**Assignment:**
Below are the entries to work from; restate word for word the portion that opens with the line containing "async fn goto(&self, url: &str)" and closes with the line containing "async fn wait_for_navigation(&self, timeout: Duration)", keeping both.

**Listed records:**
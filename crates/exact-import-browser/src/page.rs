//! [`BrowserPage`] over a CDP page session.

use std::path::Path;
use std::sync::Arc;
use std::time::Duration;

use async_trait::async_trait;
use serde_json::Value;
use tracing::debug;

use exact_import_core::{BrowserPage, PageError};

use crate::cdp::{Cookie, PageSession};

/// One Chrome tab.
///
/// Clicks and key presses arm a marker on the current document first, so a
/// following [`BrowserPage::wait_for_navigation`] only returns once that
/// document has been replaced.
pub struct CdpPage {
    session: Arc<PageSession>,
    timeout: Duration,
}

impl CdpPage {
    /// `timeout` bounds page loads and selector waits.
    pub fn new(session: Arc<PageSession>, timeout: Duration) -> Self {
        Self { session, timeout }
    }

    pub fn session(&self) -> &PageSession {
        &self.session
    }
}

/// Cookie jar as the opaque session blob.
pub fn encode_session(cookies: &[Cookie]) -> Result<Vec<u8>, PageError> {
    serde_json::to_vec(cookies).map_err(|e| PageError::Other(format!("cannot encode cookies: {}", e)))
}

pub fn decode_session(blob: &[u8]) -> Result<Vec<Cookie>, PageError> {
    serde_json::from_slice(blob).map_err(|e| PageError::Other(format!("session blob is not a cookie jar: {}", e)))
}

#[async_trait]
impl BrowserPage for CdpPage {
    async fn goto(&self, url: &str) -> Result<(), PageError> {
        self.session.navigate(url, self.timeout).await?;
        Ok(())
    }

    async fn current_url(&self) -> Result<String, PageError> {
        Ok(self.session.get_url().await?)
    }

    async fn wait_for_selector(&self, selector: &str) -> Result<(), PageError> {
        self.session.wait_for_selector(selector, self.timeout).await?;
        Ok(())
    }

    async fn type_into(&self, selector: &str, text: &str) -> Result<(), PageError> {
        self.session.focus_selector(selector).await?;
        self.session.type_text(text).await?;
        Ok(())
    }

    async fn press_enter(&self) -> Result<(), PageError> {
        self.session.arm_navigation().await?;
        self.session.press_key("Enter").await?;
        Ok(())
    }

    async fn click(&self, selector: &str) -> Result<(), PageError> {
        self.session.arm_navigation().await?;
        self.session.click_selector(selector).await?;
        Ok(())
    }

    async fn wait_for_navigation(&self, timeout: Duration) -> Result<(), PageError> {
        self.session.wait_for_navigation(timeout).await?;
        Ok(())
    }

    async fn set_input_files(&self, selector: &str, path: &Path) -> Result<(), PageError> {
        let absolute = tokio::fs::canonicalize(path)
            .await
            .map_err(|e| PageError::Other(format!("{}: {}", path.display(), e)))?;
        self.session.set_file_input_files(selector, &absolute).await?;
        Ok(())
    }

    async fn evaluate(&self, script: &str) -> Result<Value, PageError> {
        Ok(self.session.evaluate(script).await?)
    }

    async fn fetch_text(&self, url: &str) -> Result<String, PageError> {
        Ok(self.session.fetch_text(url).await?)
    }

    async fn screenshot(&self) -> Result<Vec<u8>, PageError> {
        Ok(self.session.screenshot().await?)
    }

    async fn export_session(&self) -> Result<Vec<u8>, PageError> {
        let cookies = self.session.get_all_cookies().await?;
        debug!("Exporting {} cookie(s)", cookies.len());
        encode_session(&cookies)
    }

    async fn import_session(&self, blob: &[u8]) -> Result<(), PageError> {
        let cookies = decode_session(blob)?;
        self.session.set_cookies(&cookies).await?;
        Ok(())
    }
}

**Task result:**
    async fn goto(&self, url: &str) -> Result<(), PageError> {
        self.session.navigate(url, self.timeout).await?;
        Ok(())
    }

    async fn current_url(&self) -> Result<String, PageError> {
        Ok(self.session.get_url().await?)
    }

    async fn wait_for_selector(&self, selector: &str) -> Result<(), PageError> {
        self.session.wait_for_selector(selector, self.timeout).await?;
        Ok(())
    }

    async fn type_into(&self, selector: &str, text: &str) -> Result<(), PageError> {
        self.session.focus_selector(selector).await?;
        self.session.type_text(text).await?;
        Ok(())
    }

    async fn press_enter(&self) -> Result<(), PageError> {
        self.session.arm_navigation().await?;
        self.session.press_key("Enter").await?;
        Ok(())
    }

    async fn click(&self, selector: &str) -> Result<(), PageError> {
        self.session.arm_navigation().await?;
        self.session.click_selector(selector).await?;
        Ok(())
    }

    async fn wait_for_navigation(&self, timeout: Duration) -> Result<(), PageError> {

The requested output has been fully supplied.